Records from a collection:
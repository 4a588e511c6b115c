use std::path::Path;

use serde_json::Value;

use crate::error::{DesignError, Result};
use crate::tree::{
    format_path, get_path, get_path_mut, is_occupied, leaf_paths, remove_path, set_path,
};
use crate::{load_yaml_document, INCLUDE_VARS, MAX_INCLUDE_ROUNDS};

/// Which leaf paths an inclusion added and which it left alone because the
/// target already had them.
#[derive(Debug, Clone, Default, PartialEq, Eq)]
pub struct InclusionReport {
    pub included: Vec<String>,
    pub skipped: Vec<String>,
}

impl InclusionReport {
    fn extend(&mut self, other: InclusionReport) {
        self.included.extend(other.included);
        self.skipped.extend(other.skipped);
    }
}

/// Copies every leaf of `source` into `target` unless the path is already
/// present there. The target always wins.
pub fn include_vars(target: &mut Value, source: &Value) -> Result<InclusionReport> {
    let mut report = InclusionReport::default();
    for path in leaf_paths(source) {
        let dotted = format_path(&path);
        if is_occupied(target, &path) {
            report.skipped.push(dotted);
            continue;
        }
        let value = get_path(source, &path).cloned().unwrap_or(Value::Null);
        set_path(target, &path, value).map_err(DesignError::Inclusion)?;
        report.included.push(dotted);
    }
    Ok(report)
}

/// Replaces every `$INCLUDE_VARS$` marker in `target` with the content of the
/// referenced files, resolved against `vars_dir`.
///
/// Removing a marker changes the tree being walked, so each round takes a
/// fresh snapshot of leaf paths and applies at most one marker.
pub fn resolve_includes(target: &mut Value, vars_dir: &Path) -> Result<InclusionReport> {
    let mut report = InclusionReport::default();
    let mut rounds = 0usize;
    loop {
        if let Some(listed) = marker_in_list(target, &mut Vec::new(), false) {
            return Err(DesignError::Inclusion(format!(
                "{} cannot appear inside a list, found at {}",
                INCLUDE_VARS,
                format_path(&listed)
            )));
        }
        let paths = leaf_paths(target);
        if let Some(nested) = paths
            .iter()
            .find(|p| p.iter().rev().skip(1).any(|seg| seg == INCLUDE_VARS))
        {
            return Err(DesignError::Inclusion(format!(
                "{} must hold a file name or a list of file names, found a mapping at {}",
                INCLUDE_VARS,
                format_path(nested)
            )));
        }
        let Some(marker) = paths
            .into_iter()
            .find(|p| p.last().map(String::as_str) == Some(INCLUDE_VARS))
        else {
            return Ok(report);
        };

        rounds += 1;
        if rounds > MAX_INCLUDE_ROUNDS {
            return Err(DesignError::Inclusion(format!(
                "more than {} inclusion rounds, likely an inclusion cycle (last marker at {})",
                MAX_INCLUDE_ROUNDS,
                format_path(&marker)
            )));
        }

        let raw = remove_path(target, &marker).unwrap_or(Value::Null);
        let files = include_file_names(&raw, &marker)?;
        let parent = &marker[..marker.len() - 1];
        for file in files {
            let content = load_vars_file(vars_dir, &file)?;
            let scope = get_path_mut(target, parent).ok_or_else(|| {
                DesignError::Inclusion(format!(
                    "inclusion point {} disappeared",
                    format_path(parent)
                ))
            })?;
            let included = include_vars(scope, &content)?;
            tracing::debug!(
                file = %file,
                at = %format_path(parent),
                included = included.included.len(),
                skipped = included.skipped.len(),
                "included vars file"
            );
            report.extend(included);
        }
    }
}

fn marker_in_list(value: &Value, path: &mut Vec<String>, in_list: bool) -> Option<Vec<String>> {
    match value {
        Value::Object(map) => {
            for (key, child) in map {
                path.push(key.clone());
                if in_list && key == INCLUDE_VARS {
                    return Some(path.clone());
                }
                let found = marker_in_list(child, path, in_list);
                path.pop();
                if found.is_some() {
                    return found;
                }
            }
            None
        }
        Value::Array(items) => {
            for (idx, child) in items.iter().enumerate() {
                path.push(idx.to_string());
                let found = marker_in_list(child, path, true);
                path.pop();
                if found.is_some() {
                    return found;
                }
            }
            None
        }
        _ => None,
    }
}

fn include_file_names(raw: &Value, marker: &[String]) -> Result<Vec<String>> {
    match raw {
        Value::String(file) => Ok(vec![file.clone()]),
        Value::Array(items) => items
            .iter()
            .map(|item| {
                item.as_str().map(|s| s.to_string()).ok_or_else(|| {
                    DesignError::Inclusion(format!(
                        "{} list must only contain file names",
                        format_path(marker)
                    ))
                })
            })
            .collect(),
        _ => Err(DesignError::Inclusion(format!(
            "{} must be a file name or a list of file names",
            format_path(marker)
        ))),
    }
}

fn load_vars_file(vars_dir: &Path, file: &str) -> Result<Value> {
    let path = vars_dir.join(file);
    if !path.is_file() {
        return Err(DesignError::Inclusion(format!(
            "vars file not found: {}",
            path.display()
        )));
    }
    let content = load_yaml_document(&path)?;
    if !content.is_object() {
        return Err(DesignError::Inclusion(format!(
            "vars file must contain a mapping: {}",
            path.display()
        )));
    }
    Ok(content)
}

#[cfg(test)]
mod tests {
    use super::*;
    use serde_json::json;
    use std::fs;

    #[test]
    fn include_vars_never_overwrites_existing_values() {
        let mut target = json!({"a": 1, "nested": {"x": "mine"}, "scalar": 5});
        let source = json!({"a": 2, "b": 3, "nested": {"x": "theirs", "y": 4}, "scalar": {"deep": 1}});
        let report = include_vars(&mut target, &source).expect("include");
        assert_eq!(
            target,
            json!({"a": 1, "b": 3, "nested": {"x": "mine", "y": 4}, "scalar": 5})
        );
        assert_eq!(report.included, vec!["b", "nested.y"]);
        assert_eq!(report.skipped, vec!["a", "nested.x", "scalar.deep"]);
    }

    #[test]
    fn resolve_includes_merges_files_at_marker_parent() {
        let dir = tempfile::tempdir().expect("tempdir");
        fs::write(dir.path().join("net.yml"), "latency: 10\nbandwidth: 100\n").expect("net");
        fs::write(dir.path().join("more.yml"), "bandwidth: 5\nloss: 0.1\n").expect("more");
        let mut target = json!({
            "net": {"$INCLUDE_VARS$": ["net.yml", "more.yml"], "latency": 1},
            "other": 2
        });
        let report = resolve_includes(&mut target, dir.path()).expect("resolve");
        assert_eq!(
            target,
            json!({"net": {"latency": 1, "bandwidth": 100, "loss": 0.1}, "other": 2})
        );
        assert_eq!(report.skipped, vec!["latency", "bandwidth"]);
    }

    #[test]
    fn resolve_includes_follows_nested_markers() {
        let dir = tempfile::tempdir().expect("tempdir");
        fs::write(dir.path().join("a.yml"), "a: 1\n$INCLUDE_VARS$: b.yml\n").expect("a");
        fs::write(dir.path().join("b.yml"), "b: 2\n").expect("b");
        let mut target = json!({"$INCLUDE_VARS$": "a.yml"});
        resolve_includes(&mut target, dir.path()).expect("resolve");
        assert_eq!(target, json!({"a": 1, "b": 2}));
    }

    #[test]
    fn resolve_includes_detects_cycles() {
        let dir = tempfile::tempdir().expect("tempdir");
        fs::write(dir.path().join("loop.yml"), "$INCLUDE_VARS$: loop.yml\n").expect("loop");
        let mut target = json!({"$INCLUDE_VARS$": "loop.yml"});
        let err = resolve_includes(&mut target, dir.path()).expect_err("cycle");
        assert!(err.to_string().contains("cycle"), "unexpected: {}", err);
    }

    #[test]
    fn resolve_includes_rejects_malformed_markers() {
        let dir = tempfile::tempdir().expect("tempdir");
        let mut numeric = json!({"$INCLUDE_VARS$": 3});
        assert!(resolve_includes(&mut numeric, dir.path()).is_err());
        let mut nested = json!({"$INCLUDE_VARS$": {"file": "x.yml"}});
        assert!(resolve_includes(&mut nested, dir.path()).is_err());
        let mut missing = json!({"$INCLUDE_VARS$": "nope.yml"});
        let err = resolve_includes(&mut missing, dir.path()).expect_err("missing");
        assert!(err.to_string().contains("not found"), "unexpected: {}", err);
    }

    #[test]
    fn resolve_includes_rejects_markers_inside_lists() {
        let dir = tempfile::tempdir().expect("tempdir");
        fs::write(dir.path().join("x.yml"), "a: 1\n").expect("x");
        let mut target = json!({"l": [{"$INCLUDE_VARS$": "x.yml"}]});
        let err = resolve_includes(&mut target, dir.path()).expect_err("listed marker");
        assert_eq!(err.code(), "inclusion_error");
        assert!(
            err.to_string().contains("l.0.$INCLUDE_VARS$"),
            "unexpected: {}",
            err
        );
    }
}
//! Factor algebra: locating `$FACTOR$` markers, validating `factor_levels`
//! against them and building the cross product of inline levels.

use std::collections::BTreeSet;
use std::sync::OnceLock;

use regex::Regex;
use serde_json::{json, Map, Value};

use crate::error::{DesignError, Result};
use crate::tree::{format_path, set_path, KeyPath};
use crate::{FACTOR, MAX_FACTOR_LEVELS};

/// A factor written as `path: {$FACTOR$: [levels]}`.
#[derive(Debug, Clone, PartialEq)]
pub struct CrossFactor {
    pub path: KeyPath,
    pub levels: Vec<Value>,
}

#[derive(Debug, Clone, PartialEq)]
pub struct FactorPlan {
    /// Base config with every factor position holding the bare marker.
    pub skeleton: Value,
    /// Paths written as `path: $FACTOR$`, supplied by `factor_levels`.
    pub level_paths: Vec<KeyPath>,
    pub cross: Vec<CrossFactor>,
}

impl FactorPlan {
    /// Runs produced for `entries` factor_levels entries, before filtering.
    /// Saturates instead of overflowing.
    pub fn run_count(&self, entries: usize) -> usize {
        entries.saturating_mul(self.cross_combinations())
    }

    pub fn cross_combinations(&self) -> usize {
        self.cross
            .iter()
            .fold(1usize, |acc, f| acc.saturating_mul(f.levels.len()))
    }
}

pub fn extract_factors(experiment: &str, base: &Value) -> Result<FactorPlan> {
    let mut level_paths = Vec::new();
    let mut cross = Vec::new();
    let skeleton = walk(experiment, base, &mut Vec::new(), &mut level_paths, &mut cross)?;
    Ok(FactorPlan {
        skeleton,
        level_paths,
        cross,
    })
}

fn walk(
    experiment: &str,
    value: &Value,
    path: &mut KeyPath,
    level_paths: &mut Vec<KeyPath>,
    cross: &mut Vec<CrossFactor>,
) -> Result<Value> {
    match value {
        Value::String(s) if s == FACTOR => {
            level_paths.push(path.clone());
            Ok(value.clone())
        }
        Value::Object(map) if map.contains_key(FACTOR) => {
            if path.is_empty() {
                return Err(DesignError::factor(
                    experiment,
                    format!("{} cannot be a top-level key of base_experiment", FACTOR),
                ));
            }
            if map.len() != 1 {
                return Err(DesignError::factor(
                    experiment,
                    format!(
                        "{} must be the only key at {}",
                        FACTOR,
                        format_path(path)
                    ),
                ));
            }
            let levels = cross_levels(experiment, path, &map[FACTOR])?;
            cross.push(CrossFactor {
                path: path.clone(),
                levels,
            });
            Ok(Value::String(FACTOR.to_string()))
        }
        Value::Object(map) => {
            let mut out = Map::new();
            for (key, child) in map {
                path.push(key.clone());
                let node = walk(experiment, child, path, level_paths, cross)?;
                path.pop();
                out.insert(key.clone(), node);
            }
            Ok(Value::Object(out))
        }
        Value::Array(_) if contains_marker(value) => Err(DesignError::factor(
            experiment,
            format!(
                "{} inside a list is not supported (at {})",
                FACTOR,
                format_path(path)
            ),
        )),
        _ => Ok(value.clone()),
    }
}

fn cross_levels(experiment: &str, path: &[String], raw: &Value) -> Result<Vec<Value>> {
    let levels = match raw {
        Value::Array(items) if !items.is_empty() => items.clone(),
        Value::String(expr) => match parse_range(expr) {
            Some(Ok(values)) => values.into_iter().map(|v| json!(v)).collect(),
            Some(Err(msg)) => {
                return Err(DesignError::factor(
                    experiment,
                    format!("{} at {}", msg, format_path(path)),
                ))
            }
            None => {
                return Err(DesignError::factor(
                    experiment,
                    format!(
                        "levels at {} must be a list or range(...), got '{}'",
                        format_path(path),
                        expr
                    ),
                ))
            }
        },
        _ => {
            return Err(DesignError::factor(
                experiment,
                format!(
                    "levels at {} must be a non-empty list or range(...)",
                    format_path(path)
                ),
            ))
        }
    };
    if levels.iter().any(contains_marker) {
        return Err(DesignError::factor(
            experiment,
            format!("levels at {} must not contain {}", format_path(path), FACTOR),
        ));
    }
    Ok(levels)
}

fn range_regex() -> &'static Regex {
    static RANGE: OnceLock<Regex> = OnceLock::new();
    RANGE.get_or_init(|| {
        Regex::new(r"^\s*range\(\s*(-?\d+)\s*(?:,\s*(-?\d+)\s*(?:,\s*(-?\d+)\s*)?)?\)\s*$")
            .expect("range pattern is valid")
    })
}

/// `range(stop)`, `range(start, stop)` or `range(start, stop, step)` with
/// half-open bounds. Returns `None` when `expr` is not a range expression.
pub fn parse_range(expr: &str) -> Option<std::result::Result<Vec<i64>, String>> {
    let caps = range_regex().captures(expr)?;
    let nums: Vec<i64> = match (1..=3)
        .filter_map(|i| caps.get(i))
        .map(|m| m.as_str().parse::<i64>())
        .collect::<std::result::Result<Vec<_>, _>>()
    {
        Ok(nums) => nums,
        Err(e) => return Some(Err(format!("invalid range bound in '{}': {}", expr, e))),
    };
    let (start, stop, step) = match nums.as_slice() {
        [stop] => (0, *stop, 1),
        [start, stop] => (*start, *stop, 1),
        [start, stop, step] => (*start, *stop, *step),
        _ => return None,
    };
    if step == 0 {
        return Some(Err(format!("range step must not be zero in '{}'", expr)));
    }
    let span = i128::from(stop) - i128::from(start);
    let step_abs = i128::from(step).abs();
    let count = if span.signum() == i128::from(step).signum() {
        (span.abs() + step_abs - 1) / step_abs
    } else {
        0
    };
    if count > MAX_FACTOR_LEVELS as i128 {
        return Some(Err(format!(
            "range '{}' yields {} levels, more than the limit of {}",
            expr, count, MAX_FACTOR_LEVELS
        )));
    }
    let mut values = Vec::new();
    let mut cur = start;
    while (step > 0 && cur < stop) || (step < 0 && cur > stop) {
        values.push(cur);
        cur = match cur.checked_add(step) {
            Some(next) => next,
            None => break,
        };
    }
    if values.is_empty() {
        return Some(Err(format!("range '{}' yields no levels", expr)));
    }
    Some(Ok(values))
}

pub(crate) fn contains_marker(value: &Value) -> bool {
    match value {
        Value::String(s) => s == FACTOR,
        Value::Array(items) => items.iter().any(contains_marker),
        Value::Object(map) => map
            .iter()
            .any(|(k, v)| k == FACTOR || contains_marker(v)),
        _ => false,
    }
}

/// Every entry must set exactly the level-list factor paths, nothing more.
pub fn check_factor_levels(
    experiment: &str,
    level_paths: &[KeyPath],
    entries: &[Value],
) -> Result<()> {
    let expected: BTreeSet<&[String]> = level_paths.iter().map(|p| p.as_slice()).collect();
    for (idx, entry) in entries.iter().enumerate() {
        if !entry.is_object() {
            return Err(DesignError::factor(
                experiment,
                format!("factor_levels[{}] must be a mapping", idx),
            ));
        }
        if contains_marker(entry) {
            return Err(DesignError::factor(
                experiment,
                format!("factor_levels[{}] must not contain {}", idx, FACTOR),
            ));
        }
        let mut actual = Vec::new();
        entry_paths(entry, &expected, &mut Vec::new(), &mut actual);
        let actual: BTreeSet<&[String]> = actual.iter().map(|p| p.as_slice()).collect();

        let missing: Vec<String> = expected
            .difference(&actual)
            .map(|p| format_path(p))
            .collect();
        let unexpected: Vec<String> = actual
            .difference(&expected)
            .map(|p| format_path(p))
            .collect();
        if !missing.is_empty() || !unexpected.is_empty() {
            return Err(DesignError::factor(
                experiment,
                format!(
                    "factor_levels[{}] does not match the declared factors: missing [{}], unexpected [{}]",
                    idx,
                    missing.join(", "),
                    unexpected.join(", ")
                ),
            ));
        }
    }
    Ok(())
}

fn entry_paths(
    value: &Value,
    factors: &BTreeSet<&[String]>,
    prefix: &mut KeyPath,
    out: &mut Vec<KeyPath>,
) {
    if !prefix.is_empty() && factors.contains(prefix.as_slice()) {
        out.push(prefix.clone());
        return;
    }
    match value {
        Value::Object(map) if !map.is_empty() || prefix.is_empty() => {
            for (key, child) in map {
                prefix.push(key.clone());
                entry_paths(child, factors, prefix, out);
                prefix.pop();
            }
        }
        _ => out.push(prefix.clone()),
    }
}

/// One sparse override fragment per combination of cross-factor levels. The
/// last factor varies fastest; no factors yields a single empty fragment.
pub fn cross_product(factors: &[CrossFactor]) -> Result<Vec<Value>> {
    let mut outputs = Vec::new();
    expand_grid(factors, 0, json!({}), &mut outputs)?;
    Ok(outputs)
}

fn expand_grid(
    factors: &[CrossFactor],
    idx: usize,
    current: Value,
    outputs: &mut Vec<Value>,
) -> Result<()> {
    if idx == factors.len() {
        outputs.push(current);
        return Ok(());
    }
    let factor = &factors[idx];
    for level in &factor.levels {
        let mut next = current.clone();
        set_path(&mut next, &factor.path, level.clone())
            .map_err(|msg| DesignError::schema(format_path(&factor.path), msg))?;
        expand_grid(factors, idx + 1, next, outputs)?;
    }
    Ok(())
}
//! Design expansion engine.
//!
//! Turns a declarative experiment suite (experiments, host types, commands
//! and factors) into the fully resolved list of run configurations an
//! execution layer can dispatch. The engine never runs anything; it only
//! produces data.

use std::fs;
use std::io::Write;
use std::path::Path;

use serde_json::Value;
use sha2::{Digest, Sha256};

pub mod command;
pub mod error;
pub mod expand;
pub mod factor;
pub mod include;
pub mod registry;
pub mod schema;
pub mod suite;
pub mod template;
pub mod tree;

pub use error::{DesignError, Result};
pub use include::InclusionReport;
pub use registry::Registry;
pub use suite::{
    compile_suite, compile_suites, expand_suite, prepare_suite, CompileOptions, CompiledSuite,
    EngineConfig, ExperimentSummary, PreparedExperiment, PreparedSuite, SuiteContext,
    SuiteOutcome,
};
pub use template::TemplateResolver;

pub const FACTOR: &str = "$FACTOR$";
pub const CMD: &str = "$CMD$";
pub const INCLUDE_VARS: &str = "$INCLUDE_VARS$";
pub const SUITE_VARS: &str = "$SUITE_VARS$";
pub const ETL: &str = "$ETL$";

/// Names that end up as inventory groups or template variables and therefore
/// may not be used for experiments, host types, suites or projects.
pub const RESERVED_IDENTIFIERS: &[&str] = &[
    "all",
    "ungrouped",
    "localhost",
    "prj_id",
    "suite",
    "exp_name",
    "my_run",
    "is_controller_yes",
    "is_controller_no",
    "check_status_yes",
    "check_status_no",
];

pub const MAX_IDENTIFIER_LEN: usize = 200;
pub const MAX_INCLUDE_ROUNDS: usize = 100;
/// Upper bound on the levels a single range expression may produce.
pub const MAX_FACTOR_LEVELS: usize = 100_000;
pub const MAX_HOST_INSTANCES: u32 = 10_000;
/// Upper bound on the runs one experiment may expand to, before exclusions.
pub const MAX_RUNS_PER_EXPERIMENT: usize = 1_000_000;

/// Reads a YAML file into the JSON document model.
pub fn load_yaml_document(path: &Path) -> Result<Value> {
    let raw = fs::read_to_string(path).map_err(|source| DesignError::Io {
        path: path.to_path_buf(),
        source,
    })?;
    let yaml: serde_yaml::Value =
        serde_yaml::from_str(&raw).map_err(|source| DesignError::Parse {
            path: path.to_path_buf(),
            source,
        })?;
    serde_json::to_value(yaml)
        .map_err(|e| DesignError::schema(path.display().to_string(), e.to_string()))
}

/// Writes `value` as JSON when the file ends in `.json`, as YAML otherwise.
pub fn write_document(path: &Path, value: &Value) -> Result<()> {
    let is_json = path
        .extension()
        .and_then(|ext| ext.to_str())
        .map(|ext| ext.eq_ignore_ascii_case("json"))
        .unwrap_or(false);
    let bytes = if is_json {
        let mut bytes = serde_json::to_vec_pretty(value)
            .map_err(|e| DesignError::schema(path.display().to_string(), e.to_string()))?;
        bytes.push(b'\n');
        bytes
    } else {
        serde_yaml::to_string(value)
            .map_err(|source| DesignError::Parse {
                path: path.to_path_buf(),
                source,
            })?
            .into_bytes()
    };
    atomic_write_bytes(path, &bytes).map_err(|source| DesignError::Io {
        path: path.to_path_buf(),
        source,
    })
}

fn atomic_write_bytes(path: &Path, bytes: &[u8]) -> std::io::Result<()> {
    if let Some(parent) = path.parent() {
        if !parent.as_os_str().is_empty() {
            fs::create_dir_all(parent)?;
        }
    }
    let name = path
        .file_name()
        .and_then(|s| s.to_str())
        .unwrap_or("document");
    let tmp = path.with_file_name(format!(".{}.tmp.{}", name, std::process::id()));
    let mut file = fs::File::create(&tmp)?;
    file.write_all(bytes)?;
    file.sync_all()?;
    fs::rename(&tmp, path)?;
    Ok(())
}

/// `sha256:<hex>` over the compact JSON encoding. Maps are sorted, so equal
/// documents always hash the same.
pub fn canonical_digest(value: &Value) -> String {
    let bytes = serde_json::to_vec(value).unwrap_or_default();
    format!("sha256:{}", hex::encode(Sha256::digest(&bytes)))
}

#[cfg(test)]
mod tests {
    use super::*;
    use serde_json::json;

    #[test]
    fn write_document_picks_format_from_extension() {
        let dir = tempfile::tempdir().expect("tempdir");
        let doc = json!({"exp": [{"size": 10}]});

        let json_path = dir.path().join("out/runs.json");
        write_document(&json_path, &doc).expect("json");
        let raw = fs::read_to_string(&json_path).expect("read json");
        assert_eq!(serde_json::from_str::<Value>(&raw).expect("parse"), doc);

        let yaml_path = dir.path().join("runs.yml");
        write_document(&yaml_path, &doc).expect("yaml");
        assert_eq!(load_yaml_document(&yaml_path).expect("load"), doc);
        let leftovers: Vec<_> = fs::read_dir(dir.path())
            .expect("list")
            .filter_map(|e| e.ok())
            .filter(|e| e.file_name().to_string_lossy().contains(".tmp."))
            .collect();
        assert!(leftovers.is_empty());
    }

    #[test]
    fn load_yaml_document_reports_missing_and_malformed_files() {
        let dir = tempfile::tempdir().expect("tempdir");
        let err = load_yaml_document(&dir.path().join("nope.yml")).expect_err("missing");
        assert_eq!(err.code(), "io_error");
        let bad = dir.path().join("bad.yml");
        fs::write(&bad, "a: [1, 2\n").expect("write");
        let err = load_yaml_document(&bad).expect_err("malformed");
        assert_eq!(err.code(), "parse_error");
    }

    #[test]
    fn digest_ignores_key_insertion_order() {
        let a: Value = serde_json::from_str(r#"{"b": 1, "a": [1, 2]}"#).expect("a");
        let b: Value = serde_json::from_str(r#"{"a": [1, 2], "b": 1}"#).expect("b");
        assert_eq!(canonical_digest(&a), canonical_digest(&b));
        assert!(canonical_digest(&a).starts_with("sha256:"));
        assert_ne!(canonical_digest(&a), canonical_digest(&json!({"a": [2, 1], "b": 1})));
    }
}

**Task directions:** Starting at the line that has "let expected: BTreeSet<&[String]>" and ending at the line that has "let missing: Vec<String> = expected", please write out the lines above exactly, leaving out all others.

**Reply to the exercise:**
    let expected: BTreeSet<&[String]> = level_paths.iter().map(|p| p.as_slice()).collect();
    for (idx, entry) in entries.iter().enumerate() {
        if !entry.is_object() {
            return Err(DesignError::factor(
                experiment,
                format!("factor_levels[{}] must be a mapping", idx),
            ));
        }
        if contains_marker(entry) {
            return Err(DesignError::factor(
                experiment,
                format!("factor_levels[{}] must not contain {}", idx, FACTOR),
            ));
        }
        let mut actual = Vec::new();
        entry_paths(entry, &expected, &mut Vec::new(), &mut actual);
        let actual: BTreeSet<&[String]> = actual.iter().map(|p| p.as_slice()).collect();

        let missing: Vec<String> = expected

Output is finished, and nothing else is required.